Over the course of this year, The Athletic has met up with seven footballers born across a period of 70 years, from 1935 to 2005.
Between them, they have made more than 3,000 senior appearances at club level and more than 100 for their countries’ national teams. One of them can also cite more than 1,000 matches as a manager.
The oldest is former Northern Ireland defender Billy McCullough, who turned 90 in July. He used to sit among Arsenal’s supporters on the Tube train to Highbury, the club’s home stadium at the time, on matchdays and played against the likes of Sir Stanley Matthews, Sir Tom Finney and Nat Lofthouse in the era of a pre-match glug of sherry and a half-time cigarette.
The youngest is Tottenham Hotspur and England Under-21 defender Ashley Phillips, who turned 20 in June. He is a product of a multicultural society and a modern football academy system, growing up in the age of sports science, data analysis and social media.
The stories and memories all seven players have shared with The Athletic reflect the enormous changes in society as well as football over the course of their lives and careers.
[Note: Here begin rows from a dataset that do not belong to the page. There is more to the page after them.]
//! Error types for document rendering.

use std::fmt;

use press_exec::ExecError;

use crate::artifact::OutputFormat;

/// Failure of a single backend.
#[derive(Debug, thiserror::Error)]
pub enum DocumentError {
    /// External converter or scratch file failure.
    #[error(transparent)]
    Exec(#[from] ExecError),
    #[error("PDF generation failed: {0}")]
    Pdf(#[from] genpdf::error::Error),
    #[error("DOCX generation failed: {0}")]
    Docx(String),
    #[error("font loading failed: {0}")]
    Fonts(String),
    /// Diagram image could not be decoded or embedded.
    #[error("image embedding failed: {0}")]
    Image(String),
    /// Converter exited successfully without writing its output file.
    #[error("{program} produced no output")]
    MissingOutput { program: String },
    /// Output bytes are not a document of the requested format.
    #[error("invalid {format} output: {reason}")]
    InvalidArtifact {
        format: OutputFormat,
        reason: &'static str,
    },
}

/// One backend's failure reason, kept for the exhausted-backends report.
#[derive(Clone, Debug, PartialEq, Eq)]
pub struct BackendFailure {
    pub backend: &'static str,
    pub reason: String,
}

impl fmt::Display for BackendFailure {
    fn fmt(&self, f: &mut fmt::Formatter<'_>) -> fmt::Result {
        write!(f, "{}: {}", self.backend, self.reason)
    }
}

fn join_failures(failures: &[BackendFailure]) -> String {
    failures
        .iter()
        .map(ToString::to_string)
        .collect::<Vec<_>>()
        .join("; ")
}

/// Failure of a whole render request.
#[derive(Debug, thiserror::Error)]
pub enum RenderError {
    /// No backend for the format is enabled and installed.
    #[error("{format} rendering is not available: no backend is enabled")]
    Unavailable { format: OutputFormat },
    /// Every available backend was tried and failed.
    #[error("{format} conversion failed: {}", join_failures(.attempts))]
    Exhausted {
        format: OutputFormat,
        attempts: Vec<BackendFailure>,
    },
}

impl RenderError {
    /// Stable machine-readable error kind.
    #[must_use]
    pub fn kind(&self) -> &'static str {
        match self {
            Self::Unavailable { .. } => "backend_unavailable",
            Self::Exhausted { .. } => "conversion_failed",
        }
    }
}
This is part one, which introduces the seven players and primarily covers the 1950s, 1960s and 1970s. Part two will follow tomorrow — Friday, December 26.
Billy McCullough was born in Carrickfergus, Northern Ireland, in July 1935 and grew up in the shadow of the Second World War.
“I can remember they (German aircraft) were over Belfast and they were bombing the shipyard,” he says at his modest home on the outskirts of north London. “But all that was distant to me. We used to go out into the countryside and sleep under the hedges.”
Billy McCullough, centre, at Arsenal in 1961 (Evening Standard/Hulton Archive/Getty Images)
He grew up without any thoughts of playing football professionally. At 23, he was happily working in the Belfast shipyards and earning a few quid on the side by playing part-time for Portadown in the Irish League. “It was only pocket money,” he says.
His life changed when he played in an exhibition game at Belfast’s Windsor Park in 1958. Afterwards, he was approached by Arsenal’s new manager George Swindin and his assistant Ron Greenwood. “They said, ‘Would you like to be a full-time professional footballer?’” McCullough recalls. “I said, ‘Well, if it’s possible, yes’.”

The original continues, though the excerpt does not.